TL;DR (Too Long; Didn't Read)

If someone publicly humiliates you, you might have a cause of action against him for defamation if his actions took the form of making false statements about you that injured your reputation to the extent that your life was damaged. If his actions physically hurt you, you might press criminal charges.

Libel is a Written Form of Defamation

Libel – a form of defamation – is the use of written and recorded documents, whether physical or electronic, to disseminate false information. Libelous documents include letters, newspapers, recorded radio broadcasts, blogs, emails and even text messages. You can file a lawsuit for libel if the statements released by the individual or an institution are false and have hurt your reputation. For example, if you’re a teacher and someone wrote a blog post falsely accusing you of molesting a child, and that person had no idea whether that was true or not and didn't bother to investigate, you may be able to sue that person for libel if the post resulted in your losing your job or suffering some other damage.
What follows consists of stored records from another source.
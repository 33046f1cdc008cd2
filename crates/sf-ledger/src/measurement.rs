//! Per-cycle measurement log with daily rotation.
//!
//! Row layout (headerless CSV, one row per device per sampling cycle):
//!
//! ```text
//! timestamp, runtime, machine_id, io_type, device_kind, name, address, state, value, aux1, aux2
//! ```
//!
//! Event and system rows reuse the trailing columns for their payload and
//! pad with zeros, matching what the analysis tooling expects.

use crate::LedgerResult;
use chrono::NaiveDate;
use std::fs::OpenOptions;
use std::io::Write;
use std::path::PathBuf;
use std::sync::Mutex;

/// Daily-rotated measurement CSV under a data directory.
///
/// File name: `<YYYY-MM-DD>_<machine_id>_measurement_data.csv`. A new file
/// is started the first time a row is appended on a new calendar date; the
/// file is created empty (no header).
#[derive(Debug)]
pub struct MeasurementLog {
    data_dir: PathBuf,
    machine_id: String,
    inner: Mutex<LogState>,
}

#[derive(Debug, Default)]
struct LogState {
    current: Option<(NaiveDate, PathBuf)>,
}

impl MeasurementLog {
    pub fn new(data_dir: impl Into<PathBuf>, machine_id: impl Into<String>) -> LedgerResult<Self> {
        let data_dir = data_dir.into();
        std::fs::create_dir_all(&data_dir)?;
        Ok(Self {
            data_dir,
            machine_id: machine_id.into(),
            inner: Mutex::new(LogState::default()),
        })
    }

    /// Path of the file rows are currently appended to, once one exists.
    pub fn current_path(&self) -> Option<PathBuf> {
        self.inner
            .lock()
            .unwrap_or_else(|e| e.into_inner())
            .current
            .as_ref()
            .map(|(_, path)| path.clone())
    }

    /// One sensor row.
    #[allow(clippy::too_many_arguments)]
    pub fn append_sensor(
        &self,
        runtime: f64,
        kind: &str,
        name: &str,
        address: &str,
        state: bool,
        value: f64,
        aux1: f64,
        aux2: f64,
    ) -> LedgerResult<()> {
        self.append_row(
            runtime,
            "Sensor",
            &format!("{kind},{name},{address},{state},{value},{aux1},{aux2}"),
        )
    }

    /// One actuator row (no measured value, only the commanded state).
    pub fn append_actuator(
        &self,
        runtime: f64,
        kind: &str,
        name: &str,
        address: &str,
        state: bool,
    ) -> LedgerResult<()> {
        self.append_row(
            runtime,
            "Actuator",
            &format!("{kind},{name},{address},{state},0,0,0"),
        )
    }

    /// One synthetic event row carrying the inflow counters.
    pub fn append_event(
        &self,
        runtime: f64,
        nbr_events: u64,
        last_event_inflow: f64,
        cumulative_inflow: f64,
    ) -> LedgerResult<()> {
        self.append_row(
            runtime,
            "Event",
            &format!("{nbr_events},{last_event_inflow},{cumulative_inflow},0,0,0,0"),
        )
    }

    /// One system row (controller board temperature).
    pub fn append_system(&self, runtime: f64, cpu_temperature: f64) -> LedgerResult<()> {
        self.append_row(runtime, "CPU", &format!("{cpu_temperature},0,0,0,0,0,0"))
    }

    fn append_row(&self, runtime: f64, io_type: &str, tail: &str) -> LedgerResult<()> {
        let now = chrono::Local::now();
        let mut state = self.inner.lock().unwrap_or_else(|e| e.into_inner());

        // Rotate on date change.
        let today = now.date_naive();
        let path: PathBuf = match &state.current {
            Some((date, path)) if *date == today => path.clone(),
            _ => {
                let file_name = format!(
                    "{}_{}_measurement_data.csv",
                    today.format("%Y-%m-%d"),
                    self.machine_id
                );
                let path = self.data_dir.join(file_name);
                if !path.exists() {
                    std::fs::File::create(&path)?;
                }
                state.current = Some((today, path.clone()));
                path
            }
        };

        let mut file = OpenOptions::new().create(true).append(true).open(&path)?;
        writeln!(
            file,
            "{},{:.2},{},{},{}",
            now.format("%Y-%m-%d %H:%M:%S"),
            runtime,
            self.machine_id,
            io_type,
            tail
        )?;
        Ok(())
    }
}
Slander is a Spoken Form of Defamation

Slander is verbal defamation; that is, words spoken out loud. You can file a lawsuit for slander if someone makes a false statement about you, either knowing it was false or taking no action to determine its truth or falsity, and that statement causes you financial loss. For instance, if a person says to your employer that you drink every day while on the job and your employer fires you because of that comment (as long as the statement is false). Filing a lawsuit for slander requires that the act occur in public, as "publication" of the statement is paramount.

Assault and Battery are Crimes

Public humiliation can come in the form of someone physically hurting you or threatening to hurt you in front of others. You can't sue someone for the humiliation you feel because of a public beating or threat, but you can press charges for assault or battery. Assault is the act of threatening to hurt another person physically, such as if someone walks up to you and tells you he's going to hit you with a brick, and he's holding the brick and appears to be serious. Battery is the act of actually hurting someone; using the example, if the assailant actually hits you with the brick.

In some states, assault and battery are no longer distinguished as separate acts. Regardless, if someone embarrasses you by either threatening you or hurting you, the crime is not causing your embarrassment but causing you fear of injury or actual injury.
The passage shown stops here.